This is the story carbon offset critics have been warning about for years. And it just played out in Oregon.

The Confederated Tribes of Warm Springs launched a forest carbon project in 2015 under California’s cap-and-trade program. It covered 22,000–24,000 acres of tribal forest east of Mount Jefferson. Over several years, it generated $25 million in carbon credit revenue — one of the Tribes’ largest income sources.

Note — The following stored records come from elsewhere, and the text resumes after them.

//! Current-conditions lookup (OpenWeatherMap)
//!
//! Supplies the weather record that both the simulator and the predictor
//! consume. Lookups never fail loudly: any problem is logged and reported as
//! "no weather", and callers fall back to `WeatherSnapshot::fallback()`.

use anyhow::{Context, Result};
use async_trait::async_trait;
use reqwest::Client;
use serde::Deserialize;
use std::time::Duration;
use tracing::{debug, warn};

use crate::domain::WeatherSnapshot;

#[async_trait]
pub trait WeatherProvider: Send + Sync {
    /// Current conditions for `city`, or `None` when unavailable.
    async fn current(&self, city: &str) -> Option<WeatherSnapshot>;
}

/// Provider name for a fleet city, where the two differ.
pub fn provider_city_name(city: &str) -> &str {
    match city {
        "Trichy" => "Tiruchirappalli",
        other => other,
    }
}

/// OpenWeatherMap "current weather" client
pub struct OpenWeatherMapClient {
    client: Client,
    base_url: String,
    api_key: Option<String>,
}

impl OpenWeatherMapClient {
    pub fn new(base_url: impl Into<String>, api_key: Option<String>, timeout: Duration) -> Result<Self> {
        let client = Client::builder()
            .timeout(timeout)
            .build()
            .context("failed to build weather HTTP client")?;
        Ok(Self {
            client,
            base_url: base_url.into(),
            api_key: api_key.filter(|k| !k.is_empty()),
        })
    }

    async fn fetch(&self, city: &str, api_key: &str) -> Result<WeatherSnapshot> {
        let url = format!("{}/data/2.5/weather", self.base_url.trim_end_matches('/'));
        let name = provider_city_name(city);

        debug!(city, provider_city = name, "fetching current weather");

        let response = self
            .client
            .get(&url)
            .query(&[("q", name), ("appid", api_key), ("units", "metric")])
            .send()
            .await
            .context("weather request failed")?;

        if !response.status().is_success() {
            anyhow::bail!("weather API error: {}", response.status());
        }

        let body: OwmResponse = response
            .json()
            .await
            .context("failed to parse weather response")?;

        Ok(body.into_snapshot())
    }
}

#[async_trait]
impl WeatherProvider for OpenWeatherMapClient {
    async fn current(&self, city: &str) -> Option<WeatherSnapshot> {
        let Some(api_key) = self.api_key.as_deref() else {
            warn!(city, "weather API key not configured, weather unavailable");
            return None;
        };

        match self.fetch(city, api_key).await {
            Ok(snapshot) => Some(snapshot),
            Err(e) => {
                warn!(city, error = %e, "weather lookup failed");
                None
            }
        }
    }
}

// OpenWeatherMap response structures
#[derive(Debug, Default, Deserialize)]
struct OwmResponse {
    #[serde(default)]
    main: OwmMain,
    #[serde(default)]
    clouds: OwmClouds,
    #[serde(default)]
    wind: OwmWind,
    uvi: Option<f64>,
    /// Metres.
    visibility: Option<f64>,
}

#[derive(Debug, Default, Deserialize)]
struct OwmMain {
    temp: Option<f64>,
    humidity: Option<f64>,
}

#[derive(Debug, Default, Deserialize)]
struct OwmClouds {
    all: Option<f64>,
}

#[derive(Debug, Default, Deserialize)]
struct OwmWind {
    speed: Option<f64>,
}

impl OwmResponse {
    fn into_snapshot(self) -> WeatherSnapshot {
        WeatherSnapshot {
            temperature_c: self.main.temp.unwrap_or(WeatherSnapshot::FALLBACK_TEMPERATURE_C),
            humidity_percent: self.main.humidity.unwrap_or(WeatherSnapshot::FALLBACK_HUMIDITY_PERCENT),
            cloud_cover_percent: self.clouds.all.unwrap_or(WeatherSnapshot::FALLBACK_CLOUD_COVER_PERCENT),
            wind_speed_ms: self.wind.speed.unwrap_or(WeatherSnapshot::FALLBACK_WIND_SPEED_MS),
            uv_index: self.uvi.unwrap_or(WeatherSnapshot::FALLBACK_UV_INDEX),
            visibility_km: self
                .visibility
                .map(|m| m / 1000.0)
                .unwrap_or(WeatherSnapshot::FALLBACK_VISIBILITY_KM),
            solar_irradiance_wm2: None,
        }
    }
}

Then the Lionshead Fire hit in 2020. It scorched over 200,000 acres on and around the reservation. The fire was what foresters call “stand-replacement” — so intense it kills mature trees and resets the growth cycle entirely. The carbon that credits had been sold against? Released back into the atmosphere.

The Permanence Problem

This isn’t a theoretical risk. It’s the central challenge of nature-based carbon removal: trees burn, storms flatten them, droughts kill them. When the carbon goes back up, the credits become worthless — but the emissions they offset are still in the atmosphere.

The Warm Springs project had buffer pools and insurance mechanisms, as required by California’s offset program. But when most of your enrolled forest is gone, there’s no buffering your way out. The Tribes exercised their contractual right to exit.

What It Means for CDR

This case makes the strongest possible argument for durable carbon removal. Biochar lasts 1,000+ years. Mineralized CO₂ in basalt is permanent. DAC with geological storage is permanent. Forest carbon, even well-managed, carries fire risk that will only grow as the climate warms.

That doesn’t mean forests don’t matter — they do, enormously, for biodiversity, water, and cooling. But selling 100-year permanence claims on trees in a fire-prone landscape is a bet against increasingly bad odds.

The Human Side

It’s worth noting: the Tribes reinvested carbon revenues into forest thinning, community projects, and economic development. This isn’t a story of greed — it’s a story of a well-intentioned project meeting climate reality. Tribal leaders say future projects may involve rotating forest areas and shorter-term contracts that account for wildfire cycles.

Smart adaptation. But the broader market should take note.